CPRC Website: www.cprc.co.uk • Live Webcast: www.cprc.co.uk/live-streaming
CPRC YouTube: www.youtube.com/cprcni
CPRC Facebook: www.facebook.com/CovenantPRC

Quote to Consider

Prof. Robert Decker on Joshua 24:15: “Today, just as really as in Joshua’s day, we have only two alternatives: God or idolatry. The idols of today may not be of wood or stone, but they are just as real as those of the Amorites! To mention just a very few: there are idols of pleasure, money, sports, science. God or idols—that is the choice. Put in the New Testament terms, the alternatives are: light or darkness, righteousness or sin, Christ or Belial, the narrow way or the broad, God or the devil, the treasures of the world or affliction for a season with the people of God, the world or the Kingdom of Heaven, life or death, heaven or hell, God or mammon … What Joshua is saying, then, is that we will be in God’s employ. We will deny ourselves and give ourselves totally to His service.”

Announcements (subject to God’s will)

New Standard Bearers (2 issues) and Beacon Lights are available for subscribers. Those Standard Bearer subscribers who do not automatically renew this subscription by credit card will receive an invoice inside volume 97, no. 4. You can either pay the RFPA on-line or give Rev. Stewart £32 for him to pay for you.

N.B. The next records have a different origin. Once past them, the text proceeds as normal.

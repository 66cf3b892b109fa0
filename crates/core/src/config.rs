// SPDX-License-Identifier: BUSL-1.1
// Copyright (c) 2026 Alfred Jean LLC

//! Daemon and plugin configuration.
//!
//! The main config is a single TOML file named on the command line; plugin
//! configs are TOML files under `{run_path}/{input|analysis|output}/`.
//! Loading is deliberately thin: deserialize, apply per-type defaults,
//! validate, hand back a struct.

use serde::Deserialize;
use std::path::{Path, PathBuf};
use thiserror::Error;

/// Errors raised while loading configuration.
#[derive(Debug, Error)]
pub enum ConfigError {
    #[error("{path}: {source}")]
    Io {
        path: PathBuf,
        source: std::io::Error,
    },
    #[error("{path}: {source}")]
    Parse {
        path: PathBuf,
        source: Box<toml::de::Error>,
    },
    #[error("{0}")]
    Invalid(String),
}

/// Which stage a plugin runs in.
#[derive(Debug, Clone, Copy, PartialEq, Eq, Hash)]
pub enum PluginKind {
    Input,
    Analysis,
    Output,
}

impl PluginKind {
    /// Subdirectory of `run_path` holding this kind's plugin configs.
    pub fn dir(&self) -> &'static str {
        match self {
            PluginKind::Input => "input",
            PluginKind::Analysis => "analysis",
            PluginKind::Output => "output",
        }
    }
}

impl std::fmt::Display for PluginKind {
    fn fmt(&self, f: &mut std::fmt::Formatter<'_>) -> std::fmt::Result {
        f.write_str(self.dir())
    }
}

/// Which queue(s) an output plugin consumes.
#[derive(Debug, Clone, Copy, PartialEq, Eq, Default, Deserialize)]
#[serde(rename_all = "lowercase")]
pub enum ReadQueue {
    Input,
    #[default]
    Both,
    Analysis,
}

impl ReadQueue {
    pub fn reads_input(&self) -> bool {
        matches!(self, ReadQueue::Input | ReadQueue::Both)
    }

    pub fn reads_analysis(&self) -> bool {
        matches!(self, ReadQueue::Analysis | ReadQueue::Both)
    }
}

/// Per-type default resource settings, overridable per plugin.
#[derive(Debug, Clone, Deserialize)]
#[serde(default)]
pub struct PluginDefaults {
    pub memory_limit: u64,
    pub instruction_limit: u64,
    pub output_limit: u64,
    /// Seconds between timer events; zero disables the ticker.
    pub ticker_interval: u64,
    pub preserve_data: bool,
}

impl Default for PluginDefaults {
    fn default() -> Self {
        Self {
            memory_limit: 8 * 1024 * 1024,
            instruction_limit: 1_000_000,
            output_limit: 64 * 1024,
            ticker_interval: 0,
            preserve_data: false,
        }
    }
}

/// The daemon configuration.
#[derive(Debug, Clone, Deserialize)]
pub struct Config {
    /// Queue, checkpoint, and stats file root.
    pub output_path: PathBuf,
    /// Queue file roll threshold in bytes.
    #[serde(default = "default_output_size")]
    pub output_size: u64,
    /// Plugin config root.
    pub run_path: PathBuf,
    /// Staging directory scanned by the (out of scope) load watcher.
    #[serde(default)]
    pub load_path: Option<PathBuf>,
    #[serde(default = "default_analysis_threads")]
    pub analysis_threads: usize,
    #[serde(default = "default_max_message_size")]
    pub max_message_size: usize,
    #[serde(default = "default_hostname")]
    pub hostname: String,
    /// Queue-file gap between writer and slowest reader before producers
    /// are throttled; zero disables.
    #[serde(default)]
    pub backpressure: u64,
    /// Free-disk threshold in output_size blocks; zero disables.
    #[serde(default)]
    pub backpressure_df: u64,
    #[serde(default)]
    pub input_defaults: PluginDefaults,
    #[serde(default)]
    pub analysis_defaults: PluginDefaults,
    #[serde(default)]
    pub output_defaults: PluginDefaults,
}

fn default_output_size() -> u64 {
    64 * 1024 * 1024
}

fn default_analysis_threads() -> usize {
    1
}

fn default_max_message_size() -> usize {
    64 * 1024
}

fn default_hostname() -> String {
    std::env::var("HOSTNAME").unwrap_or_else(|_| "unknown".to_string())
}

impl Config {
    pub fn load(path: &Path) -> Result<Self, ConfigError> {
        let text = std::fs::read_to_string(path).map_err(|source| ConfigError::Io {
            path: path.to_owned(),
            source,
        })?;
        let cfg: Config = toml::from_str(&text).map_err(|source| ConfigError::Parse {
            path: path.to_owned(),
            source: Box::new(source),
        })?;
        cfg.validate()?;
        Ok(cfg)
    }

    fn validate(&self) -> Result<(), ConfigError> {
        if self.output_size == 0 {
            return Err(ConfigError::Invalid("output_size must be non-zero".into()));
        }
        if self.analysis_threads == 0 {
            return Err(ConfigError::Invalid(
                "analysis_threads must be at least 1".into(),
            ));
        }
        if self.max_message_size < 1024 {
            return Err(ConfigError::Invalid(
                "max_message_size must be at least 1024".into(),
            ));
        }
        Ok(())
    }

    pub fn defaults_for(&self, kind: PluginKind) -> &PluginDefaults {
        match kind {
            PluginKind::Input => &self.input_defaults,
            PluginKind::Analysis => &self.analysis_defaults,
            PluginKind::Output => &self.output_defaults,
        }
    }
}

/// Raw per-plugin file; unset limits fall back to the type defaults.
#[derive(Debug, Deserialize)]
struct RawPluginConfig {
    filename: String,
    #[serde(default)]
    message_matcher: Option<String>,
    #[serde(default)]
    memory_limit: Option<u64>,
    #[serde(default)]
    instruction_limit: Option<u64>,
    #[serde(default)]
    output_limit: Option<u64>,
    #[serde(default)]
    ticker_interval: Option<u64>,
    #[serde(default)]
    preserve_data: Option<bool>,
    #[serde(default)]
    thread: Option<u32>,
    #[serde(default)]
    async_buffer_size: Option<usize>,
    #[serde(default)]
    read_queue: Option<ReadQueue>,
    #[serde(default)]
    rm_cp_terminate: bool,
    #[serde(default)]
    shutdown_terminate: bool,
    /// Free-form settings handed to the sandbox.
    #[serde(flatten)]
    config: toml::Table,
}

/// A fully resolved plugin configuration.
#[derive(Debug, Clone)]
pub struct PluginConfig {
    /// `{kind}.{file stem}`, e.g. `input.heartbeat`.
    pub name: String,
    pub kind: PluginKind,
    pub filename: String,
    pub message_matcher: Option<String>,
    pub memory_limit: u64,
    pub instruction_limit: u64,
    pub output_limit: u64,
    pub ticker_interval: u64,
    pub preserve_data: bool,
    /// Analysis worker pinning; hashed from the name when unset.
    pub thread: Option<u32>,
    /// Async checkpoint ring size; zero means async acks are not allowed.
    pub async_buffer_size: usize,
    pub read_queue: ReadQueue,
    /// Drop the plugin's reader checkpoints when it terminates.
    pub rm_cp_terminate: bool,
    /// Bring the whole daemon down when this plugin terminates.
    pub shutdown_terminate: bool,
    pub config: toml::Table,
}

impl PluginConfig {
    pub fn load(
        path: &Path,
        kind: PluginKind,
        defaults: &PluginDefaults,
    ) -> Result<Self, ConfigError> {
        let text = std::fs::read_to_string(path).map_err(|source| ConfigError::Io {
            path: path.to_owned(),
            source,
        })?;
        let raw: RawPluginConfig = toml::from_str(&text).map_err(|source| ConfigError::Parse {
            path: path.to_owned(),
            source: Box::new(source),
        })?;
        let stem = path
            .file_stem()
            .and_then(|s| s.to_str())
            .ok_or_else(|| ConfigError::Invalid(format!("bad plugin filename: {path:?}")))?;

        let cfg = Self {
            name: format!("{}.{}", kind.dir(), stem),
            kind,
            filename: raw.filename,
            message_matcher: raw.message_matcher,
            memory_limit: raw.memory_limit.unwrap_or(defaults.memory_limit),
            instruction_limit: raw.instruction_limit.unwrap_or(defaults.instruction_limit),
            output_limit: raw.output_limit.unwrap_or(defaults.output_limit),
            ticker_interval: raw.ticker_interval.unwrap_or(defaults.ticker_interval),
            preserve_data: raw.preserve_data.unwrap_or(defaults.preserve_data),
            thread: raw.thread,
            async_buffer_size: raw.async_buffer_size.unwrap_or(0),
            read_queue: raw.read_queue.unwrap_or_default(),
            rm_cp_terminate: raw.rm_cp_terminate,
            shutdown_terminate: raw.shutdown_terminate,
            config: raw.config,
        };
        cfg.validate()?;
        Ok(cfg)
    }

    fn validate(&self) -> Result<(), ConfigError> {
        if self.filename.is_empty() {
            return Err(ConfigError::Invalid(format!(
                "{}: filename must be set",
                self.name
            )));
        }
        match self.kind {
            PluginKind::Input => {
                if self.message_matcher.is_some() {
                    return Err(ConfigError::Invalid(format!(
                        "{}: input plugins take no message_matcher",
                        self.name
                    )));
                }
            }
            PluginKind::Analysis | PluginKind::Output => {
                if self.message_matcher.is_none() {
                    return Err(ConfigError::Invalid(format!(
                        "{}: message_matcher must be set",
                        self.name
                    )));
                }
            }
        }
        Ok(())
    }
}

/// Load every plugin config of `kind` under `run_path`.
///
/// A file that fails to load is reported in the error list but does not
/// stop the rest from loading.
pub fn load_plugin_configs(
    run_path: &Path,
    kind: PluginKind,
    defaults: &PluginDefaults,
) -> (Vec<PluginConfig>, Vec<ConfigError>) {
    let dir = run_path.join(kind.dir());
    let mut loaded = Vec::new();
    let mut failed = Vec::new();
    let entries = match std::fs::read_dir(&dir) {
        Ok(e) => e,
        Err(source) => {
            failed.push(ConfigError::Io { path: dir, source });
            return (loaded, failed);
        }
    };
    for entry in entries.flatten() {
        let path = entry.path();
        if path.extension().and_then(|e| e.to_str()) != Some("toml") {
            continue;
        }
        match PluginConfig::load(&path, kind, defaults) {
            Ok(cfg) => loaded.push(cfg),
            Err(e) => failed.push(e),
        }
    }
    loaded.sort_by(|a, b| a.name.cmp(&b.name));
    (loaded, failed)
}

#[cfg(test)]
#[path = "config_tests.rs"]
mod tests;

Our pastor’s letter to the PRC is also available today.

Catechism classes:
Monday, 5:45 PM: Eleanora, Hannah, Jorja, Penelope & Somaya (Beginners OT)
Monday, 6:30 PM: Angelica, Bradley, Josh, Samuel & Taylor (Seniors OT)
Monday, 7:15 PM: Alex, Jacob & Nathan (Essentials)
Tuesday, 12:30 PM: James, Jason & Sebastian (Juniors OT)

Tuesday Bible study at 11 AM will meet at church to study I John in our consideration of regeneration in connection with assurance.

Belgic Confession Class meets this Wednesday at 7:45 PM to continue with Article 37 looking at Scripture’s references to the two ages.

Saturday night Bible study will meet on-line by video at 8 PM this Saturday to discuss Hebrews 3:1-6.

The Reformed Witness Hour broadcast next Lord’s day (Gospel 846 MW at 8:30 AM) by Rev. Bruinsma is entitled, “Thanksgiving Unto God’s Glory” (I Cor. 4:15).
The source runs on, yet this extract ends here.